David Wallis Reeves (February 14, 1838 – March 8, 1900), also known as D. W. Reeves or Wally Reeves, was an American composer, cornetist, and bandleader. He developed the American march style, later made famous by the likes of John Philip Sousa, and his innovations include adding a countermelody to the American march form in 1876. Sousa called Reeves "The Father of Band Music in America", and stated he wished he himself had written Reeves' "Second Regiment Connecticut National Guard March". Charles Ives also borrowed from the "Second Connecticut" on four occasions.

==Biography==
Reeves was born on February 14, 1838, in Oswego, New York. In the early 1850s, he joined the Oswego band as an alto horn player, but soon moved to cornet, the instrument for which he would become famous. He occasionally performed with Jules Levy, another famous cornetist of the period. In 1871, he married Sarah Blanding. Blanding had a daughter from a previous marriage, and they were later to have a son, David W. Reeves Jr.

Reeves was a cornetist with the Dodworth Band of New York before being recruited by the American Brass Band of Providence, Rhode Island in 1866. He joined the ensemble on February 17, and was elected its leader on April 9. His initial compensation was $600 per year, plus the proceeds of one concert, in return for which he agreed to conduct the band on all occasions. He eventually added woodwinds to the formerly all-brass band, which became known as Reeves' American Band. It was known as one of the best marching bands in the country during his tenure. In the 1870s, he created the first local orchestra in Providence, the Providence Symphony Orchestra.

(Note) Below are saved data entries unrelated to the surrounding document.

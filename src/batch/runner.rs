//! Runs one request on its own.

use tracing::debug;

use super::{BatchOptions, BatchRequest, BatchResult};
use crate::error::{BatchError, Result};
use crate::query::{apply_plugins, QueryRegistry};
use crate::store::{AnalyticsStore, Record};

/// Executes a single request end to end: compile, query, post-process.
///
/// Never fails: an unknown type or any error along the way becomes the
/// result's `error`, with empty `data`.
pub async fn run_single(
    registry: &QueryRegistry,
    store: &dyn AnalyticsStore,
    request: &BatchRequest,
    options: &BatchOptions,
) -> BatchResult {
    match execute_single(registry, store, request, options).await {
        Ok(rows) => BatchResult::success(&request.query_type, rows),
        Err(e) => {
            debug!(query_type = %request.query_type, "Query failed: {}", e);
            BatchResult::failure(&request.query_type, &e)
        }
    }
}

async fn execute_single(
    registry: &QueryRegistry,
    store: &dyn AnalyticsStore,
    request: &BatchRequest,
    options: &BatchOptions,
) -> Result<Vec<Record>> {
    let config = registry
        .get(&request.query_type)
        .ok_or_else(|| BatchError::unknown_type(&request.query_type))?;

    let compiled = config.compile(&request.resolved(options), options)?;
    let rows = store.query(&compiled.sql, &compiled.params).await?;

    Ok(apply_plugins(rows, config, options.website_domain.as_deref()))
}
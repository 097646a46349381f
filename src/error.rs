//! Error types for query-batch.
//!
//! Defines the error enum returned by every internal operation. The batch
//! orchestrator matches on these variants to decide between reporting a
//! per-request error and falling back to individual execution.

use thiserror::Error;

/// Main error type for batch query operations.
#[derive(Error, Debug, Clone, PartialEq, Eq)]
pub enum BatchError {
    /// The requested query type is not present in the registry.
    #[error("Unknown query type: {0}")]
    UnknownType(String),

    /// A request could not be turned into SQL and parameters.
    #[error("Compile error: {0}")]
    Compile(String),

    /// The store rejected or failed to run a query (syntax, binding, timeout).
    #[error("Query error: {0}")]
    Execution(String),

    /// A merged result set could not be demultiplexed.
    #[error("Split error: {0}")]
    Split(String),

    /// The store could not be reached (host unreachable, auth failed, etc.)
    #[error("Store error: {0}")]
    Store(String),

    /// Configuration errors (invalid config file, bad query definitions, etc.)
    #[error("Configuration error: {0}")]
    Config(String),

    /// Internal application errors (unexpected states, bugs, etc.)
    #[error("Internal error: {0}")]
    Internal(String),
}

impl BatchError {
    /// Creates an unknown query type error.
    pub fn unknown_type(query_type: impl Into<String>) -> Self {
        Self::UnknownType(query_type.into())
    }

    /// Creates a compile error with the given message.
    pub fn compile(msg: impl Into<String>) -> Self {
        Self::Compile(msg.into())
    }

    /// Creates an execution error with the given message.
    pub fn execution(msg: impl Into<String>) -> Self {
        Self::Execution(msg.into())
    }

    /// Creates a split error with the given message.
    pub fn split(msg: impl Into<String>) -> Self {
        Self::Split(msg.into())
    }

    /// Creates a store connectivity error with the given message.
    pub fn store(msg: impl Into<String>) -> Self {
        Self::Store(msg.into())
    }

    /// Creates a configuration error with the given message.
    pub fn config(msg: impl Into<String>) -> Self {
        Self::Config(msg.into())
    }

    /// Creates an internal error with the given message.
    pub fn internal(msg: impl Into<String>) -> Self {
        Self::Internal(msg.into())
    }

    /// Returns the error category as a string for display purposes.
    pub fn category(&self) -> &'static str {
        match self {
            Self::UnknownType(_) => "Unknown Query Type",
            Self::Compile(_) => "Compile Error",
            Self::Execution(_) => "Query Error",
            Self::Split(_) => "Split Error",
            Self::Store(_) => "Store Error",
            Self::Config(_) => "Configuration Error",
            Self::Internal(_) => "Internal Error",
        }
    }
}

/// Result type alias using BatchError.
pub type Result<T> = std::result::Result<T, BatchError>;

Reeves accepted the directorship of Patrick Gilmore's Twenty-Second New York Regiment band after Gilmore's death in September 1892, and led Gilmore's band at the 1893 Chicago World's Columbian Exposition. Reeves returned to the American Band after a year.

In 1878, Reeves led a performance of H.M.S. Pinafore, using a boat for the stage, which Arthur Sullivan took note of. Later in the 1890s, he served as a judge for the New York Volunteer Firemen's Association's band competitions.

==Death and burial==
Early in 1900, he contracted Bright's disease. He died on March 8, 1900. His funeral service took place at the First Baptist Church in America, where he had frequently led the American Band as part of Brown University's Commencement ceremonies, and included a performance of his Immortalis by the American Band. John Philip Sousa sent 200 roses in his memory. He was buried at Swan Point Cemetery with Masonic honors.

==Legacy==
By the time of his death in 1900, he had composed over 100 works. In 1926, a marble fountain was built as a memorial to Reeves in Roger Williams Park in Providence.